II-Sclérose en plaque et grossesse

La Sclérose en Plaques (SEP) touche environ une personne sur mille avec une prédilection pour le sexe féminin. C’est donc typiquement une maladie de la femme jeune en âge de procréer. 

    A-Le déroulement de la grossesse – l’accouchement – l’enfant

Il ne semble pas exister d’effets néfastes de la sclérose en plaques sur le degré de fertilité, sur les avortements spontanés, sur l’incidence de la prématurité ou sur l’existence de la toxémie gravidique. Le travail et l’accouchement se déroulent normalement. L’état de santé de l’enfant est tout à fait comparable aux enfants nés de mères en bonne santé. La péridurale ne présente pas de risque particulier. L’allaitement n’influence pas le nombre de poussées ou l’évolution du handicap dans la Sclérose en Plaques. L’allaitement ne sera contre-indiqué  qu’en cas de traitements eux-mêmes contre-indiqués.

    B-Les poussées

Le score de poussées est classiquement diminué au cours de la grossesse dès le 1er trimestre, mais de façon très spectaculaire lors du troisième où la fréquence des poussées est diminuée de près de 70 % par rapport à l’année avant la grossesse. Les poussées, qui surviennent pendant les 9 mois de grossesse, peuvent être traitées si cela est nécessaire par des corticoïdes sans risque majeur pour l’enfant. 

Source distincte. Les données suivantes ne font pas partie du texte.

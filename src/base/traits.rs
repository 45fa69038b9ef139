use crate::base::error::Result;
use crate::base::message::Message;
use std::io;

/// Defines the behavior for encoding `Message` objects into byte streams.
pub trait ProtocolEncoder {
    /// Encodes a `Message` into a freshly allocated, wire-ready packet.
    ///
    /// # Arguments
    ///
    /// * `msg` - The `Message` to encode.
    fn encode(&mut self, msg: &Message) -> Vec<u8>;

    /// Returns the exact number of bytes `encode` produces for the given `Message`.
    ///
    /// # Arguments
    ///
    /// * `msg` - The `Message` for which to compute the encoded size.
    fn encoded_size(&self, msg: &Message) -> usize;

    /// Encodes a `Message` and writes it directly to a `Write` target (e.g., a serial port).
    ///
    /// Returns the number of bytes successfully written to the destination.
    ///
    /// # Arguments
    ///
    /// * `msg` - The `Message` to encode and write.
    /// * `dest` - The `Write` target to write the encoded bytes to.
    fn write_to(&mut self, msg: &Message, dest: &mut impl io::Write) -> Result<usize>;
}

De façon opposée, le score de poussées augmente de façon explosive lors du 1er trimestre de postpartum  avec une augmentation de près de 70 % par rapport à l’année pré grossesse. 

Puis, à l’issue du premier trimestre après l’accouchement, le score de poussées revient à son niveau de l’année avant la grossesse. 

    C-Le déclenchement de la maladie après une grossesse

Il est assez fréquent d’observer un début de sclérose en plaques dans les mois qui suivent une grossesse. Le début de la maladie pendant les 9 mois de gestation est plus rare. Il semble donc que la grossesse ait tendance à repousser le début clinique de la SEP à la période du post-partum.

    D-Le handicap

la grossesse semble ne pas avoir d’influence sur  le handicap à long terme.

III-En conclusion 

Contrairement à ce qu’il a été dit pendant très longtemps, la grossesse ne semble pas aggraver la SEP. La grossesse, l’accouchement et l ‘état de santé du nouveau-né sont tout à fait comparables à une population de femmes sans maladie neurologique. la diminution de la fréquence des poussées lors des 9 mois de gestation constituent des nouvelles voies de recherche importantes. Ainsi, il est tentant d’étudier le rôle des hormones sexuelles qui sont très augmentées pendant la grossesse, comme traitement de fond de la sclérose en plaque.